§ **THE PROBLEM**
What is the count of lines in the data that hold the string "Expr"? State the number alone.

───── ENTRIES SUPPLIED ─────

//! Create `jobs` table with FK to `users` (employer).
//!
//! Deleting the employer nullifies the reference; the posting survives.
use sea_orm_migration::{prelude::*, schema::*};

#[derive(DeriveMigrationName)]
pub struct Migration;

#[async_trait::async_trait]
impl MigrationTrait for Migration {
    async fn up(&self, manager: &SchemaManager) -> Result<(), DbErr> {
        manager
            .create_table(
                Table::create()
                    .table(Jobs::Table)
                    .if_not_exists()
                    .col(uuid(Jobs::Id).primary_key())
                    .col(ColumnDef::new(Jobs::EmployerId).uuid().null())
                    .col(string_len(Jobs::Title, 255).not_null())
                    .col(string_len(Jobs::Company, 255).not_null())
                    .col(string_len(Jobs::Location, 255).not_null())
                    .col(text(Jobs::Description).not_null())
                    .col(
                        string_len(Jobs::JobType, 32)
                            .not_null()
                            .default("full_time")
                            .check(Expr::col(Jobs::JobType).is_in([
                                "full_time",
                                "part_time",
                                "contract",
                                "internship",
                                "remote",
                            ])),
                    )
                    .col(ColumnDef::new(Jobs::SalaryMin).big_integer().null())
                    .col(ColumnDef::new(Jobs::SalaryMax).big_integer().null())
                    .col(string_len(Jobs::SalaryCurrency, 8).not_null().default("USD"))
                    .col(ColumnDef::new(Jobs::Requirements).text().null())
                    .col(ColumnDef::new(Jobs::Benefits).text().null())
                    .col(
                        string_len(Jobs::Status, 32)
                            .not_null()
                            .default("active")
                            .check(
                                Expr::col(Jobs::Status)
                                    .is_in(["active", "paused", "closed", "draft"]),
                            ),
                    )
                    .col(integer(Jobs::ViewsCount).not_null().default(0))
                    .col(integer(Jobs::ApplicationsCount).not_null().default(0))
                    .col(timestamp_with_time_zone(Jobs::CreatedAt).not_null())
                    .col(timestamp_with_time_zone(Jobs::UpdatedAt).not_null())
                    .foreign_key(
                        ForeignKey::create()
                            .name("fk_jobs_employer")
                            .from(Jobs::Table, Jobs::EmployerId)
                            .to(Users::Table, Users::Id)
                            .on_delete(ForeignKeyAction::SetNull)
                            .on_update(ForeignKeyAction::Cascade),
                    )
                    .to_owned(),
            )
            .await
    }

    async fn down(&self, manager: &SchemaManager) -> Result<(), DbErr> {
        manager.drop_table(Table::drop().table(Jobs::Table).to_owned()).await
    }
}

#[derive(DeriveIden)]
enum Jobs {
    Table,
    Id,
    EmployerId,
    Title,
    Company,
    Location,
    Description,
    JobType,
    SalaryMin,
    SalaryMax,
    SalaryCurrency,
    Requirements,
    Benefits,
    Status,
    ViewsCount,
    ApplicationsCount,
    CreatedAt,
    UpdatedAt,
}

#[derive(DeriveIden)]
enum Users { Table, Id }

─────

§ **RESPONSE**
2